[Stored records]
........
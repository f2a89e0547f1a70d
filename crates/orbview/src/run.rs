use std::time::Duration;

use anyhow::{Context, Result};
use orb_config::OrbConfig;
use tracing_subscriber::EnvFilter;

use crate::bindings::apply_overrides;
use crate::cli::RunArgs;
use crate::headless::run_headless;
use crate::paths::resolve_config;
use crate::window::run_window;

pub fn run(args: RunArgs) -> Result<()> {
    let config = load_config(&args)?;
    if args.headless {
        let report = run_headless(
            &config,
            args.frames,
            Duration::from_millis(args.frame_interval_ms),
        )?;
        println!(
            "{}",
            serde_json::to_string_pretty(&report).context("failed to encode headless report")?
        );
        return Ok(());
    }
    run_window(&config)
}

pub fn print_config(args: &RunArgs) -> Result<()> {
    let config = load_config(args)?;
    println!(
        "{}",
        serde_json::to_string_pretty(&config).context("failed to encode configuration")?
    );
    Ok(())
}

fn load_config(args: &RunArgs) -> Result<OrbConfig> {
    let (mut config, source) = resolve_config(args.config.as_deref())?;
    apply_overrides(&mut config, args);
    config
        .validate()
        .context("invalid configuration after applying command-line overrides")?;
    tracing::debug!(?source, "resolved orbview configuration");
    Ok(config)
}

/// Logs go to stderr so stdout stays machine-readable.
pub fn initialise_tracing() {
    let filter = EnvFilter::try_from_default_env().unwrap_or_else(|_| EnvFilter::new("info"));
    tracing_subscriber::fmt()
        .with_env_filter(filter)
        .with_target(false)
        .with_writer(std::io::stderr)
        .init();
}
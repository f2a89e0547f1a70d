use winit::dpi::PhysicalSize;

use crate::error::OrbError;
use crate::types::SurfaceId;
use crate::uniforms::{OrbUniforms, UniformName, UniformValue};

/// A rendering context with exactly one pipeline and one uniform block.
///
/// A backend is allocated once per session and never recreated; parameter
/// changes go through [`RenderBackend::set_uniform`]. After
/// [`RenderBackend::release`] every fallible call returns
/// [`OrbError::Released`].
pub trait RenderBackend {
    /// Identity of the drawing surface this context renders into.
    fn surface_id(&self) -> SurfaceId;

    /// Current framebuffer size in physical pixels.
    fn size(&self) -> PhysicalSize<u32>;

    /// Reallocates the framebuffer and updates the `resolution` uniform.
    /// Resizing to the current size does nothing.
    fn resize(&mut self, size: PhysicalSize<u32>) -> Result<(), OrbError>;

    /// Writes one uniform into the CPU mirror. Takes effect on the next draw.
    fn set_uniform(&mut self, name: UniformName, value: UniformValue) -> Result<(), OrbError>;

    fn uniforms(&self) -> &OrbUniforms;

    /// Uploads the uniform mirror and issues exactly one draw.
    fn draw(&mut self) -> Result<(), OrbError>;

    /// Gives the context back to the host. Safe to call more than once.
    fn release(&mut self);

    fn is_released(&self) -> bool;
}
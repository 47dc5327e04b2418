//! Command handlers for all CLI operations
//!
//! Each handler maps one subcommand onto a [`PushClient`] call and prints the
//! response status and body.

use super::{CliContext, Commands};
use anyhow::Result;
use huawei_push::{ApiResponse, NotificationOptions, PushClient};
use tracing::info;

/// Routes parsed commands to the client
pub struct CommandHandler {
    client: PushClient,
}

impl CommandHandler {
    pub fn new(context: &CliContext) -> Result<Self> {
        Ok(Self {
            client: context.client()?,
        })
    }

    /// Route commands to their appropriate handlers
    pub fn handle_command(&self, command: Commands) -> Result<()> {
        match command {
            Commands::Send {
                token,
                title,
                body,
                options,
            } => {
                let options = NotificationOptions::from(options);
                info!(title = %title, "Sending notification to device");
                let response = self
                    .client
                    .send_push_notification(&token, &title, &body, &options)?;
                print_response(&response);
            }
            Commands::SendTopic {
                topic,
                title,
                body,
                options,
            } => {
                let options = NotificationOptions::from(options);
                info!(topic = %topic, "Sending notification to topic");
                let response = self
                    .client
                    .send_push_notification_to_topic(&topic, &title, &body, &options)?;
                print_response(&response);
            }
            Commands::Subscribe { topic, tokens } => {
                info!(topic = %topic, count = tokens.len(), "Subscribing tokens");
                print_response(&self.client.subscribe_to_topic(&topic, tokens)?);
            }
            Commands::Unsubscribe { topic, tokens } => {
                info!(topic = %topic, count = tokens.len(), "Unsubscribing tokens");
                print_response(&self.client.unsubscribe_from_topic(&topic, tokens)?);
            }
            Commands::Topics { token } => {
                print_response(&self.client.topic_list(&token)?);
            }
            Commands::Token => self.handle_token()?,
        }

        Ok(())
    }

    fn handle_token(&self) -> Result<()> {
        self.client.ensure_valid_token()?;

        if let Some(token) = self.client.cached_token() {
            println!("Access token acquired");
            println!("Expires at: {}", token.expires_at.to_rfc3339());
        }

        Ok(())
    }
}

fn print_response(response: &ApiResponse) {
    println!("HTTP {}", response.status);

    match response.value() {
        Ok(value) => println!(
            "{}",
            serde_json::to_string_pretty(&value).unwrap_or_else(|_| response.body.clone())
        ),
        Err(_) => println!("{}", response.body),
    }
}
........
What you will do: Each line of the data above is to be duplicated exactly.

Result:
repository f2a89e0547f1a70d
filename crates/orbview/src/run.rs
use std::time::Duration;

use anyhow::{Context, Result};
use orb_config::OrbConfig;
use tracing_subscriber::EnvFilter;

use crate::bindings::apply_overrides;
use crate::cli::RunArgs;
use crate::headless::run_headless;
use crate::paths::resolve_config;
use crate::window::run_window;

pub fn run(args: RunArgs) -> Result<()> {
    let config = load_config(&args)?;
    if args.headless {
        let report = run_headless(
            &config,
            args.frames,
            Duration::from_millis(args.frame_interval_ms),
        )?;
        println!(
            "{}",
            serde_json::to_string_pretty(&report).context("failed to encode headless report")?
        );
        return Ok(());
    }
    run_window(&config)
}

pub fn print_config(args: &RunArgs) -> Result<()> {
    let config = load_config(args)?;
    println!(
        "{}",
        serde_json::to_string_pretty(&config).context("failed to encode configuration")?
    );
    Ok(())
}

fn load_config(args: &RunArgs) -> Result<OrbConfig> {
    let (mut config, source) = resolve_config(args.config.as_deref())?;
    apply_overrides(&mut config, args);
    config
        .validate()
        .context("invalid configuration after applying command-line overrides")?;
    tracing::debug!(?source, "resolved orbview configuration");
    Ok(config)
}

/// Logs go to stderr so stdout stays machine-readable.
pub fn initialise_tracing() {
    let filter = EnvFilter::try_from_default_env().unwrap_or_else(|_| EnvFilter::new("info"));
    tracing_subscriber::fmt()
        .with_env_filter(filter)
        .with_target(false)
        .with_writer(std::io::stderr)
        .init();
}
repository f2a89e0547f1a70d
use winit::dpi::PhysicalSize;

use crate::error::OrbError;
use crate::types::SurfaceId;
use crate::uniforms::{OrbUniforms, UniformName, UniformValue};

/// A rendering context with exactly one pipeline and one uniform block.
///
/// A backend is allocated once per session and never recreated; parameter
/// changes go through [`RenderBackend::set_uniform`]. After
/// [`RenderBackend::release`] every fallible call returns
/// [`OrbError::Released`].
pub trait RenderBackend {
    /// Identity of the drawing surface this context renders into.
    fn surface_id(&self) -> SurfaceId;

    /// Current framebuffer size in physical pixels.
    fn size(&self) -> PhysicalSize<u32>;

    /// Reallocates the framebuffer and updates the `resolution` uniform.
    /// Resizing to the current size does nothing.
    fn resize(&mut self, size: PhysicalSize<u32>) -> Result<(), OrbError>;

    /// Writes one uniform into the CPU mirror. Takes effect on the next draw.
    fn set_uniform(&mut self, name: UniformName, value: UniformValue) -> Result<(), OrbError>;

    fn uniforms(&self) -> &OrbUniforms;

    /// Uploads the uniform mirror and issues exactly one draw.
    fn draw(&mut self) -> Result<(), OrbError>;

    /// Gives the context back to the host. Safe to call more than once.
    fn release(&mut self);

    fn is_released(&self) -> bool;
}
repository 47dc5327e04b2418
//! Command handlers for all CLI operations
//!
//! Each handler maps one subcommand onto a [`PushClient`] call and prints the
//! response status and body.

use super::{CliContext, Commands};
use anyhow::Result;
use huawei_push::{ApiResponse, NotificationOptions, PushClient};
use tracing::info;

/// Routes parsed commands to the client
pub struct CommandHandler {
    client: PushClient,
}

impl CommandHandler {
    pub fn new(context: &CliContext) -> Result<Self> {
        Ok(Self {
            client: context.client()?,
        })
    }

    /// Route commands to their appropriate handlers
    pub fn handle_command(&self, command: Commands) -> Result<()> {
        match command {
            Commands::Send {
                token,
                title,
                body,
                options,
            } => {
                let options = NotificationOptions::from(options);
                info!(title = %title, "Sending notification to device");
                let response = self
                    .client
                    .send_push_notification(&token, &title, &body, &options)?;
                print_response(&response);
            }
            Commands::SendTopic {
                topic,
                title,
                body,
                options,
            } => {
                let options = NotificationOptions::from(options);
                info!(topic = %topic, "Sending notification to topic");
                let response = self
                    .client
                    .send_push_notification_to_topic(&topic, &title, &body, &options)?;
                print_response(&response);
            }
            Commands::Subscribe { topic, tokens } => {
                info!(topic = %topic, count = tokens.len(), "Subscribing tokens");
                print_response(&self.client.subscribe_to_topic(&topic, tokens)?);
            }
            Commands::Unsubscribe { topic, tokens } => {
                info!(topic = %topic, count = tokens.len(), "Unsubscribing tokens");
                print_response(&self.client.unsubscribe_from_topic(&topic, tokens)?);
            }
            Commands::Topics { token } => {
                print_response(&self.client.topic_list(&token)?);
            }
            Commands::Token => self.handle_token()?,
        }

        Ok(())
    }

    fn handle_token(&self) -> Result<()> {
        self.client.ensure_valid_token()?;

        if let Some(token) = self.client.cached_token() {
            println!("Access token acquired");
            println!("Expires at: {}", token.expires_at.to_rfc3339());
        }

        Ok(())
    }
}

fn print_response(response: &ApiResponse) {
    println!("HTTP {}", response.status);

    match response.value() {
        Ok(value) => println!(
            "{}",
            serde_json::to_string_pretty(&value).unwrap_or_else(|_| response.body.clone())
        ),
        Err(_) => println!("{}", response.body),
    }
}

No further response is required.